Listed entries START
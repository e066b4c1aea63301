//! Card catalog and card collections.
//!
//! ## Key Types
//!
//! - `Card`: One of the 22 card kinds, with strength, spy count and deck multiplicity
//! - `CardCounts`: Multiset of cards keyed by kind
//! - `CardList`: Inline list of cards, used for per-player duel piles
//!
//! ## Special Cards
//!
//! Two kinds have no strength. Counteract voids a whole duel round; Trap
//! captures it. Both ignore strength comparisons during a duel.

pub mod catalog;
pub mod counts;

pub use catalog::{Card, CardList, DECK_SIZE};
pub use counts::CardCounts;
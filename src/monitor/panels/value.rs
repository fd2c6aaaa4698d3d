//! "Current Temperature" and "Current Date and Time" value boxes.

use ratatui::buffer::Buffer;
use ratatui::layout::{Alignment, Rect};
use ratatui::style::{Modifier, Style};
use ratatui::widgets::{Block, Borders, Paragraph, Widget};

use crate::monitor::theme::Theme;

/// Text shown while a channel has no readings.
pub const WAITING_TEXT: &str = "waiting for first reading...";

/// A titled box showing one value.
#[derive(Debug, Clone)]
pub struct ValueBox<'a> {
    title: &'a str,
    body: Option<String>,
    style: Style,
    border: Style,
}

impl<'a> ValueBox<'a> {
    /// Creates a box; `None` renders the waiting text.
    #[must_use]
    pub fn new(title: &'a str, body: Option<String>, theme: &Theme) -> Self {
        Self {
            title,
            body,
            style: Style::default().fg(theme.fg()).add_modifier(Modifier::BOLD),
            border: Style::default().fg(theme.accent()),
        }
    }

    /// Overrides the body colour.
    #[must_use]
    pub fn body_style(mut self, style: Style) -> Self {
        self.style = style;
        self
    }

    /// Text the box will show.
    #[must_use]
    pub fn text(&self) -> &str {
        self.body.as_deref().unwrap_or(WAITING_TEXT)
    }
}

impl Widget for ValueBox<'_> {
    fn render(self, area: Rect, buf: &mut Buffer) {
        let block = Block::default()
            .title(format!(" {} ", self.title))
            .borders(Borders::ALL)
            .border_style(self.border);

        let style = if self.body.is_some() {
            self.style
        } else {
            self.style.add_modifier(Modifier::DIM)
        };

        Paragraph::new(self.text().to_string())
            .style(style)
            .alignment(Alignment::Center)
            .block(block)
            .render(area, buf);
    }
}

#[cfg(test)]
mod tests {
    use super::*;

    #[test]
    fn test_waiting_text_when_empty() {
        let theme = Theme::day();
        let vb = ValueBox::new("Current Temperature", None, &theme);
        assert_eq!(vb.text(), WAITING_TEXT);
    }

    #[test]
    fn test_renders_body() {
        let theme = Theme::night();
        let area = Rect::new(0, 0, 30, 3);
        let mut buf = Buffer::empty(area);

        ValueBox::new("Now", Some("81.2 F".to_string()), &theme).render(area, &mut buf);

        let text: String = buf.content().iter().map(|c| c.symbol()).collect();
        assert!(text.contains("81.2 F"));
        assert!(text.contains("Now"));
    }
}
Listed entries END
» **The problem**
Could you restate every entry above word for word?

» **Answer to this exercise**
repository e066b4c1aea63301
//! Card catalog and card collections.
//!
//! ## Key Types
//!
//! - `Card`: One of the 22 card kinds, with strength, spy count and deck multiplicity
//! - `CardCounts`: Multiset of cards keyed by kind
//! - `CardList`: Inline list of cards, used for per-player duel piles
//!
//! ## Special Cards
//!
//! Two kinds have no strength. Counteract voids a whole duel round; Trap
//! captures it. Both ignore strength comparisons during a duel.

pub mod catalog;
pub mod counts;

pub use catalog::{Card, CardList, DECK_SIZE};
pub use counts::CardCounts;
filename src/monitor/panels/value.rs
repository fd2c6aaaa4698d3d
//! "Current Temperature" and "Current Date and Time" value boxes.

use ratatui::buffer::Buffer;
use ratatui::layout::{Alignment, Rect};
use ratatui::style::{Modifier, Style};
use ratatui::widgets::{Block, Borders, Paragraph, Widget};

use crate::monitor::theme::Theme;

/// Text shown while a channel has no readings.
pub const WAITING_TEXT: &str = "waiting for first reading...";

/// A titled box showing one value.
#[derive(Debug, Clone)]
pub struct ValueBox<'a> {
    title: &'a str,
    body: Option<String>,
    style: Style,
    border: Style,
}

impl<'a> ValueBox<'a> {
    /// Creates a box; `None` renders the waiting text.
    #[must_use]
    pub fn new(title: &'a str, body: Option<String>, theme: &Theme) -> Self {
        Self {
            title,
            body,
            style: Style::default().fg(theme.fg()).add_modifier(Modifier::BOLD),
            border: Style::default().fg(theme.accent()),
        }
    }

    /// Overrides the body colour.
    #[must_use]
    pub fn body_style(mut self, style: Style) -> Self {
        self.style = style;
        self
    }

    /// Text the box will show.
    #[must_use]
    pub fn text(&self) -> &str {
        self.body.as_deref().unwrap_or(WAITING_TEXT)
    }
}

impl Widget for ValueBox<'_> {
    fn render(self, area: Rect, buf: &mut Buffer) {
        let block = Block::default()
            .title(format!(" {} ", self.title))
            .borders(Borders::ALL)
            .border_style(self.border);

        let style = if self.body.is_some() {
            self.style
        } else {
            self.style.add_modifier(Modifier::DIM)
        };

        Paragraph::new(self.text().to_string())
            .style(style)
            .alignment(Alignment::Center)
            .block(block)
            .render(area, buf);
    }
}

#[cfg(test)]
mod tests {
    use super::*;

    #[test]
    fn test_waiting_text_when_empty() {
        let theme = Theme::day();
        let vb = ValueBox::new("Current Temperature", None, &theme);
        assert_eq!(vb.text(), WAITING_TEXT);
    }

    #[test]
    fn test_renders_body() {
        let theme = Theme::night();
        let area = Rect::new(0, 0, 30, 3);
        let mut buf = Buffer::empty(area);

        ValueBox::new("Now", Some("81.2 F".to_string()), &theme).render(area, &mut buf);

        let text: String = buf.content().iter().map(|c| c.symbol()).collect();
        assert!(text.contains("81.2 F"));
        assert!(text.contains("Now"));
    }
}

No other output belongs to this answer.